— What is being asked —
Report every line of the data where the string "reqwest" appears.

— Records for the exercise —
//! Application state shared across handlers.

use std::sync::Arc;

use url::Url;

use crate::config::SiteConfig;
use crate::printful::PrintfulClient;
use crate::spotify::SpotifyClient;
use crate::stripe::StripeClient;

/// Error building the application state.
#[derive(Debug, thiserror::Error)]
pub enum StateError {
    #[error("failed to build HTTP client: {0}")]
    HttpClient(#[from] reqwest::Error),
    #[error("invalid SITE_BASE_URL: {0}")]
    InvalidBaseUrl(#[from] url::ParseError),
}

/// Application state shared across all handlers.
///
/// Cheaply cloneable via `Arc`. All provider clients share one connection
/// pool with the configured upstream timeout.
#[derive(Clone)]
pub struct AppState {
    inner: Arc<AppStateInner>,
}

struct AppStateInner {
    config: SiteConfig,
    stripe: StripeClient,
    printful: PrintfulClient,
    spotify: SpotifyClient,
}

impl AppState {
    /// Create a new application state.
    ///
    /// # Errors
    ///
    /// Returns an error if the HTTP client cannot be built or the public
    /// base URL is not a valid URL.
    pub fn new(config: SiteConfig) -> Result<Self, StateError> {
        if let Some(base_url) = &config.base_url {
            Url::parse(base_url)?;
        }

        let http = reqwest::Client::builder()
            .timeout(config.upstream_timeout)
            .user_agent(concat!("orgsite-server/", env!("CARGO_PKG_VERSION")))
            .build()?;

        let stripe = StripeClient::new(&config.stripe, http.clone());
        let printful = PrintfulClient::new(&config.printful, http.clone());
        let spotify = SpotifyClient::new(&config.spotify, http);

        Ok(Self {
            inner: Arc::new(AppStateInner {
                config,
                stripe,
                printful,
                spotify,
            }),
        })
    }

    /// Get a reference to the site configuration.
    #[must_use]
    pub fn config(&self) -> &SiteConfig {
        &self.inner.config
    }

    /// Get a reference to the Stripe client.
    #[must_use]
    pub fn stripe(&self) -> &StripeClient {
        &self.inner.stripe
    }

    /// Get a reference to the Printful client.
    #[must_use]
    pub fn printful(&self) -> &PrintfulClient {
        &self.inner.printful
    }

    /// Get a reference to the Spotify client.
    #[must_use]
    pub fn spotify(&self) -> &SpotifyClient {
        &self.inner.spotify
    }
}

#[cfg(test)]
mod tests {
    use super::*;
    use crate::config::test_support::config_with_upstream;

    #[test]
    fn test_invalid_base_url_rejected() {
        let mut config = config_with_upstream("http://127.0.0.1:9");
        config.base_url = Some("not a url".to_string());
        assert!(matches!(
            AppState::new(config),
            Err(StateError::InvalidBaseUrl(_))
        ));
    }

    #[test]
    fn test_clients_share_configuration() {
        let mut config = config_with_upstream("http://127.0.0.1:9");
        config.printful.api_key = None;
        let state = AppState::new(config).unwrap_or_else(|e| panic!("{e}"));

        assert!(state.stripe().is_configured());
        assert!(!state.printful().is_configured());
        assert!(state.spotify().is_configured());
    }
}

* * *

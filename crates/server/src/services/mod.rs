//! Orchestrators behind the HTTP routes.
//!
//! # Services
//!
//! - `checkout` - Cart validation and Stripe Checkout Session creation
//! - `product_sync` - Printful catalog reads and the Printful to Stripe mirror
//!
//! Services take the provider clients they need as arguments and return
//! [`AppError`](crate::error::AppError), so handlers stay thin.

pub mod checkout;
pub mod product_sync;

— The completed task —
    HttpClient(#[from] reqwest::Error),
        let http = reqwest::Client::builder()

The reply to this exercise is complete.